Work required - Report only how many lines of the records contain the word "filter".

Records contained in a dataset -
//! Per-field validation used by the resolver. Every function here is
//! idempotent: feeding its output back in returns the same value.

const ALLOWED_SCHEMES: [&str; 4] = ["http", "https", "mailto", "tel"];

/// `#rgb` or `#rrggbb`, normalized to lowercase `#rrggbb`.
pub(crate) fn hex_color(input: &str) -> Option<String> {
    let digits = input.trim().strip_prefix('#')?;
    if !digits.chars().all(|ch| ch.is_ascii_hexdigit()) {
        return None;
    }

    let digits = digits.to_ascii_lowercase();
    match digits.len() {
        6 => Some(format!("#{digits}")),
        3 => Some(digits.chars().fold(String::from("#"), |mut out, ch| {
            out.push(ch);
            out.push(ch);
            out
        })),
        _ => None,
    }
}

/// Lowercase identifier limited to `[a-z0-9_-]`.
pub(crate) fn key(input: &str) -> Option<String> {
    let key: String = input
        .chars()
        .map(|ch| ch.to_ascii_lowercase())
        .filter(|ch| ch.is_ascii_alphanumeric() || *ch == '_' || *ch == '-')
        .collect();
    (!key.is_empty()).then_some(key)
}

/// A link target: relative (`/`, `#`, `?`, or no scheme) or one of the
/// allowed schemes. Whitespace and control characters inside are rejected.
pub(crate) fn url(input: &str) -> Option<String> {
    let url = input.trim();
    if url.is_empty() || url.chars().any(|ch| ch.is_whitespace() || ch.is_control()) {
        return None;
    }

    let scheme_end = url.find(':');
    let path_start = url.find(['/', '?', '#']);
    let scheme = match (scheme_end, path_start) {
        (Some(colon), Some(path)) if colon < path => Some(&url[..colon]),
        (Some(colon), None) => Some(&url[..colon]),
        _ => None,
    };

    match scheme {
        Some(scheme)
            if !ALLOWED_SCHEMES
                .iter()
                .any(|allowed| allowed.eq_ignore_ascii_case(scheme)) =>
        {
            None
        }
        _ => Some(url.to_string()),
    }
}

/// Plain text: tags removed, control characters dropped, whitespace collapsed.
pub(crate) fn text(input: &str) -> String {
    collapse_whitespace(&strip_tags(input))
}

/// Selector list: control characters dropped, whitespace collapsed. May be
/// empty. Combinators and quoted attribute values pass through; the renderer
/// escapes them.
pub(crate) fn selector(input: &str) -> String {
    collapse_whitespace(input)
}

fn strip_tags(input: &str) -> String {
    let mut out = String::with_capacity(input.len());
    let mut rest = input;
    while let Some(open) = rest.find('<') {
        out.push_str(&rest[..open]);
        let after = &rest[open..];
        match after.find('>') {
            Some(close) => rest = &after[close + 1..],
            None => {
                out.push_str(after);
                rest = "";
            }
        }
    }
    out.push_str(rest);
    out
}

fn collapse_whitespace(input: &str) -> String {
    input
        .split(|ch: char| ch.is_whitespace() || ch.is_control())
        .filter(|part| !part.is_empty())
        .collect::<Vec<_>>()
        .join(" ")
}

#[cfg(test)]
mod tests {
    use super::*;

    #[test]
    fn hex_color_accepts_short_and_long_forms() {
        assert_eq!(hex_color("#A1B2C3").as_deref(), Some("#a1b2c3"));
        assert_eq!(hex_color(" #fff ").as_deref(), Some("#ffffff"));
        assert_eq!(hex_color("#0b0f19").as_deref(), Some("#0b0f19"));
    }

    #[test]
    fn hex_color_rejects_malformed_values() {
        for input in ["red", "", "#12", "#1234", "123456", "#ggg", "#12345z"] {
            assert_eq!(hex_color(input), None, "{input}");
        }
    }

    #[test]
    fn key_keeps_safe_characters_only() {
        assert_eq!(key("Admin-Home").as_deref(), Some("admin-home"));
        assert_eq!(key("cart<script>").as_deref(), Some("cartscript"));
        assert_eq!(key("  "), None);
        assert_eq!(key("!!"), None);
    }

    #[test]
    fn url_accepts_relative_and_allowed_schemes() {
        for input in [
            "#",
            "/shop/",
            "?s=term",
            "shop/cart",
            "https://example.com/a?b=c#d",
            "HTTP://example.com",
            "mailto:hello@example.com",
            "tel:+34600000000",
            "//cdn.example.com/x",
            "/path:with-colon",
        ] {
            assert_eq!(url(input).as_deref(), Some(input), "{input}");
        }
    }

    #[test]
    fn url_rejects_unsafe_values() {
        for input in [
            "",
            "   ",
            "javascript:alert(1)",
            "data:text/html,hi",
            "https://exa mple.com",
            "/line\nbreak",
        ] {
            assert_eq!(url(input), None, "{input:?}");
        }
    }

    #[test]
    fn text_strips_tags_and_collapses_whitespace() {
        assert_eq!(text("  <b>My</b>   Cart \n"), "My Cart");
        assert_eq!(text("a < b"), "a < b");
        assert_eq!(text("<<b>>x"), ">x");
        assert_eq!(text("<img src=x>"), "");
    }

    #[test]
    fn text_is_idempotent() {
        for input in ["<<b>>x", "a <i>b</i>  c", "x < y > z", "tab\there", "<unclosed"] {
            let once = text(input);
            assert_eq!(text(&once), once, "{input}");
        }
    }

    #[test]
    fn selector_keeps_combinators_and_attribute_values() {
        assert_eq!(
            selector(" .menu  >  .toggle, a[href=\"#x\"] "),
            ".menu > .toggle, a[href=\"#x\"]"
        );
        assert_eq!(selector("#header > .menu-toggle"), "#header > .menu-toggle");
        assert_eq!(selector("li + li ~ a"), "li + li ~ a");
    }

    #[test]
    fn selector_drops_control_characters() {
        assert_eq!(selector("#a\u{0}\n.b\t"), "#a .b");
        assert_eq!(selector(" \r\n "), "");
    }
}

...

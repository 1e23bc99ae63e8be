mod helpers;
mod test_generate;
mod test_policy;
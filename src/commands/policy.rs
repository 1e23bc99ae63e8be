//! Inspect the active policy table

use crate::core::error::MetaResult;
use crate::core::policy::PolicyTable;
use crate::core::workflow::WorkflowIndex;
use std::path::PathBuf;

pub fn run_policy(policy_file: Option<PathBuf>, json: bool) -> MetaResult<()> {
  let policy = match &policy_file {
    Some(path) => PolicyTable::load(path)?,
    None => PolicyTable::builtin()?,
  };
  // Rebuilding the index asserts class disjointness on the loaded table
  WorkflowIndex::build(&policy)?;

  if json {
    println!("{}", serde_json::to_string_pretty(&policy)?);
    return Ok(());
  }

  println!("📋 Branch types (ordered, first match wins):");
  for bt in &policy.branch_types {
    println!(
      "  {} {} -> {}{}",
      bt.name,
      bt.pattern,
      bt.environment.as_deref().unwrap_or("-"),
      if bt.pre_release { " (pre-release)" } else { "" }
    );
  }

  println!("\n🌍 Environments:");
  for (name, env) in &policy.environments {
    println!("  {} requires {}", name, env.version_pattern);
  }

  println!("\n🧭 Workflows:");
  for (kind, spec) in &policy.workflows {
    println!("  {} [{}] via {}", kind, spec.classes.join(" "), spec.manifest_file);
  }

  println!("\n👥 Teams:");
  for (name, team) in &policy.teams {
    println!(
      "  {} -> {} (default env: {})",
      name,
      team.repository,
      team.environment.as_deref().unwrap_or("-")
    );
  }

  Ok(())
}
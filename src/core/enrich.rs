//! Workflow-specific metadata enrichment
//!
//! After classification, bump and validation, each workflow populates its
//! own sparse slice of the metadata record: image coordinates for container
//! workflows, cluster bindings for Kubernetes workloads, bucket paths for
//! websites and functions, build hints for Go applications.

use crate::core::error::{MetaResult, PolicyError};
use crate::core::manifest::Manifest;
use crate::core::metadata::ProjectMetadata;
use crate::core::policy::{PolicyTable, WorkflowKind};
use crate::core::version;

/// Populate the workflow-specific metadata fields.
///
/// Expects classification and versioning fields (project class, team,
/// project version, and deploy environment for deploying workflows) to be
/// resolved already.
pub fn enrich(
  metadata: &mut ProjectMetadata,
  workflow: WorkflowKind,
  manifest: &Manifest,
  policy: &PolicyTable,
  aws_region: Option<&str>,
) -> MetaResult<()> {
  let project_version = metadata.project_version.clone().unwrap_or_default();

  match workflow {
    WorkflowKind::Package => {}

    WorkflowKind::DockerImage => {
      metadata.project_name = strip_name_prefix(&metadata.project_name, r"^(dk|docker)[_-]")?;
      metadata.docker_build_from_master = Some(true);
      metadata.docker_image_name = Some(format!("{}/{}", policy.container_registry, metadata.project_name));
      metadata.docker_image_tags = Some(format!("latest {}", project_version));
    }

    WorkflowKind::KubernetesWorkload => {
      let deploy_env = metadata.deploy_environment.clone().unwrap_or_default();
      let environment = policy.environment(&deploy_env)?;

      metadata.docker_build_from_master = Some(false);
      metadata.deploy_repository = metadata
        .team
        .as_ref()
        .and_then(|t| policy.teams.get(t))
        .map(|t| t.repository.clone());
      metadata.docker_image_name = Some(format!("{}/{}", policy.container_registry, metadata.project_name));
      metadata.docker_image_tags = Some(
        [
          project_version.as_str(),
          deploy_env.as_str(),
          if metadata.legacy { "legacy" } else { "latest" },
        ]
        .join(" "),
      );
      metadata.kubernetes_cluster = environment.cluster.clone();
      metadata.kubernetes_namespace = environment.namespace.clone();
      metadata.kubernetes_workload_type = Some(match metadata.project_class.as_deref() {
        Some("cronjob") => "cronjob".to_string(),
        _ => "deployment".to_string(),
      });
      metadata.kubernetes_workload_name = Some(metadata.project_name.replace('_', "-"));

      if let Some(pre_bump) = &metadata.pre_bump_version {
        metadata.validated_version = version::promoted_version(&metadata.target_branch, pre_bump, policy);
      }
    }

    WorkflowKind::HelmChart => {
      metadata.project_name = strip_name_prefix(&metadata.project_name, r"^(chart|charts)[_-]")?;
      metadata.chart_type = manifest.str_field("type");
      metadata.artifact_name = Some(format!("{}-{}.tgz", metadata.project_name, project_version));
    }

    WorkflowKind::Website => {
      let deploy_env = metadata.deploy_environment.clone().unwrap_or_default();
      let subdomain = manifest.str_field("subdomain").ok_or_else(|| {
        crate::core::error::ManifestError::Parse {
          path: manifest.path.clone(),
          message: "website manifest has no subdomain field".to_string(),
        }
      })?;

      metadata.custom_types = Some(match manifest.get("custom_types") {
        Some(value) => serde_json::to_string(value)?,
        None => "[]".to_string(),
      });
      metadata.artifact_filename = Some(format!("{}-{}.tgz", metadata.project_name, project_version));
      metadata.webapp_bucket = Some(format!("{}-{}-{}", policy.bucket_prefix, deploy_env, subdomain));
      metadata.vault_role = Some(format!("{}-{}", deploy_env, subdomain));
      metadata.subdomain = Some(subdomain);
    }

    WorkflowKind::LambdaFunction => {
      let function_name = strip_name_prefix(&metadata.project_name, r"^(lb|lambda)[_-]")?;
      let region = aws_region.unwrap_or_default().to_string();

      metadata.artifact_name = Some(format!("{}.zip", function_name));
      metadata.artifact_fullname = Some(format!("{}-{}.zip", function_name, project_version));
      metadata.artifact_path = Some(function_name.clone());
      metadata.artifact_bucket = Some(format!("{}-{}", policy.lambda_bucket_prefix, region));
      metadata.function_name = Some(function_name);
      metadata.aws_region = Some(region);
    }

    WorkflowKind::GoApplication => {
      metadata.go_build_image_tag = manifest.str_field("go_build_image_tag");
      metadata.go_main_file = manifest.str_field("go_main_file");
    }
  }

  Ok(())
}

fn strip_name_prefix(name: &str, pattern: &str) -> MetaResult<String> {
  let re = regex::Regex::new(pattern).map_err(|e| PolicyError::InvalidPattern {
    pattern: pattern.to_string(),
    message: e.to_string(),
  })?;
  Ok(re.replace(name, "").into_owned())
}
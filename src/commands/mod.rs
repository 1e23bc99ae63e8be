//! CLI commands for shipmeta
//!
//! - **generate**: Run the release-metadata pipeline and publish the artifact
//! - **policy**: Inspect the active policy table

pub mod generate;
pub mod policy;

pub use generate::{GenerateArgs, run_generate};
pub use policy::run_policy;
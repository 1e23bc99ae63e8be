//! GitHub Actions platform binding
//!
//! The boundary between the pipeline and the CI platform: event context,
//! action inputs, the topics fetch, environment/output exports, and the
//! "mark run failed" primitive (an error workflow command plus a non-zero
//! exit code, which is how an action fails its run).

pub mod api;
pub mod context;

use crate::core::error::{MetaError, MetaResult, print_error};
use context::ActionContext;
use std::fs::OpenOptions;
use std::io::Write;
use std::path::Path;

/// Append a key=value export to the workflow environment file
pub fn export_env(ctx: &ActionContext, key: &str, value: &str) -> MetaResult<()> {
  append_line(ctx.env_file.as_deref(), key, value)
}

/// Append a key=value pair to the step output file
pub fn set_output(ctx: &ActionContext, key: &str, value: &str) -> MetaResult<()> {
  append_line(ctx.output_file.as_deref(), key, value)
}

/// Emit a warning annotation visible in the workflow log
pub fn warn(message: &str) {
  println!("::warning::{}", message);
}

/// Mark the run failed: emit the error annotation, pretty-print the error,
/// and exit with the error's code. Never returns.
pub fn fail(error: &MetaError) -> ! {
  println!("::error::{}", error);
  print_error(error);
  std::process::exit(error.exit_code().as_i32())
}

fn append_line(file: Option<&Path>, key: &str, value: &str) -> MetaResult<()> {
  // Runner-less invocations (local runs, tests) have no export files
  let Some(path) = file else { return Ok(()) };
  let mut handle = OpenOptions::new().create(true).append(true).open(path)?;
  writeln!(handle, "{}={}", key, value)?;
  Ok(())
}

Completed exercise - 2